I’ve had so many superb meals at Frasca’s flagship restaurant in Boulder that I’m embarrassed this is the first time I’ve written about them. Created in 2003 by Master Sommelier Bobby Stucky and chef Lachlan Mackinnon-Patterson, Frasca focuses on the food and wine of Friuli, in Northern Italy. While the wine list is slanted towards Italy, it includes wines from throughout the world. It’s an impressive list, as well as one of the most comprehensive in Colorado. The head chef today is Eduardo Valle Lobo and the wine program is managed by Stuckey, with Carlin Karr as Wine Director. Rose Votta is the General Manager and is always a welcoming presence on the floor. This is a world-class team, and few, if any, restaurants do hospitality better.
On this occasion, I was dining with Traci, my better half, and we started the evening with the Frico Aperto, which is a slightly modified take on the restaurant’s famous Frico Caldo. Basically, a cheese and potato pancake, it’s fried on the stovetop in a cast-iron pan. The Aperto version adds shaved truffles and is as soul-warming as it gets. The restaurant also does an incredible prosciutto plate, as well as a number of salumi options. All the dishes where superb, with standouts being the Zucca, a vegetarian dish consisting of squash stuffed with farro, and the Gnocchi Zucca, which includes a wagyu short rib ragù that’s to die for. The Zucca was a simple yet brilliant dish as well was incredibly satisfying. It was also a perfect fall dish. The Gnocchi Zucca was incredible, and as light and airy as Gnocchi can get.

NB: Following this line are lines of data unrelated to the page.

//! Transition events emitted by the game for observers.

use crate::models::{Difficulty, GameColor};

/// Something observable happened in the game.
///
/// Events are informational only: observers (sound, speech, the board's
/// confetti) react to them but can never feed anything back into the state
/// machine.
#[derive(Debug, Clone, PartialEq, Eq)]
pub enum GameEvent {
    /// A fresh deck was dealt
    Dealt {
        /// Level of the new deck
        difficulty: Difficulty,
    },
    /// A card was turned face up
    Revealed {
        /// Colour on the revealed card
        color: GameColor,
    },
    /// The second card completed a pair
    Matched {
        /// Colour of the pair
        color: GameColor,
    },
    /// The second card did not match the first
    Mismatched {
        /// Colour of the first card
        first: GameColor,
        /// Colour of the second card
        second: GameColor,
    },
    /// The mismatched pair was turned back over
    Hidden,
    /// The final pair was found; fires once per game
    Celebrate,
    /// The game entered the won state
    Won {
        /// Cumulative session score
        score: u32,
        /// Moves taken this game
        moves: u32,
    },
}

As to the wine, we started with glasses of the latest release from Krug. Traci loves a richer style of Champagne and this was beautiful. I was craving a solid Burgundy for a change of pace, and the 2006 Dujac Clos de la Roche knocked it out of the park. Still incredibly youthful, it blossomed over the course of the evening and has loads of spice and forest floor characteristics paired with beautiful fruit. It certainly has a vibrant, almost crunchy style, yet the mid-palate is terrific, it’s flawlessly balanced, has ample ripeness, and is just a joy to drink. It’s just now at the early stages of maturity yet has another 15-20 years, if not more, of longevity ahead of it. I’d certainly be thrilled with bottles in the cellar.
Without a doubt, Frasca is up with the crème de la crème of restaurants in the US, and if you’re anywhere near Colorado, don’t miss it!